All of the records must be repeated exactly.

════════

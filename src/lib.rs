//! Proctor Flux - Behavioral feature extraction for exam proctoring
//!
//! Flux turns raw keystroke and pointer events captured during an exam into
//! fixed-length feature vectors through a deterministic pipeline:
//! capture buffers → window flush → keystroke/pointer extraction → submission.
//!
//! ## Modules
//!
//! - **Capture**: bounded event buffers with key-down correlation
//! - **Features**: keystroke timing and pointer kinematics in versioned layouts
//! - **Session**: per-session window lifecycle
//! - **Transport**: payload encoding and background submission

pub mod baseline;
pub mod capture;
pub mod config;
pub mod encoder;
pub mod error;
pub mod features;
pub mod schema;
pub mod session;
pub mod stats;
pub mod transport;
pub mod types;

// FFI bindings for C interop (always available for cdylib/staticlib builds)
pub mod ffi;

pub use config::ProctorConfig;
pub use error::ProctorError;
pub use features::{
    extract_keystroke_vector, extract_pointer_vector, FeatureLayout, KeystrokeFeatureExtractor,
    PointerFeatureExtractor,
};
pub use session::{SessionAggregator, SharedAggregator};
pub use types::{FeatureVector, RawKeyEvent, RawPointerEvent, WindowReport};

// Schema exports
pub use schema::{InputAdapter, InputRecord, SCHEMA_VERSION};

/// Flux version embedded in all submission payloads
pub const PROCTOR_VERSION: &str = env!("CARGO_PKG_VERSION");

/// Producer name for submission payloads
pub const PRODUCER_NAME: &str = "proctor-flux";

════════

EXPECTED ANSWER –
filename src/lib.rs
//! Proctor Flux - Behavioral feature extraction for exam proctoring
//!
//! Flux turns raw keystroke and pointer events captured during an exam into
//! fixed-length feature vectors through a deterministic pipeline:
//! capture buffers → window flush → keystroke/pointer extraction → submission.
//!
//! ## Modules
//!
//! - **Capture**: bounded event buffers with key-down correlation
//! - **Features**: keystroke timing and pointer kinematics in versioned layouts
//! - **Session**: per-session window lifecycle
//! - **Transport**: payload encoding and background submission

pub mod baseline;
pub mod capture;
pub mod config;
pub mod encoder;
pub mod error;
pub mod features;
pub mod schema;
pub mod session;
pub mod stats;
pub mod transport;
pub mod types;

// FFI bindings for C interop (always available for cdylib/staticlib builds)
pub mod ffi;

pub use config::ProctorConfig;
pub use error::ProctorError;
pub use features::{
    extract_keystroke_vector, extract_pointer_vector, FeatureLayout, KeystrokeFeatureExtractor,
    PointerFeatureExtractor,
};
pub use session::{SessionAggregator, SharedAggregator};
pub use types::{FeatureVector, RawKeyEvent, RawPointerEvent, WindowReport};

// Schema exports
pub use schema::{InputAdapter, InputRecord, SCHEMA_VERSION};

/// Flux version embedded in all submission payloads
pub const PROCTOR_VERSION: &str = env!("CARGO_PKG_VERSION");

/// Producer name for submission payloads
pub const PRODUCER_NAME: &str = "proctor-flux";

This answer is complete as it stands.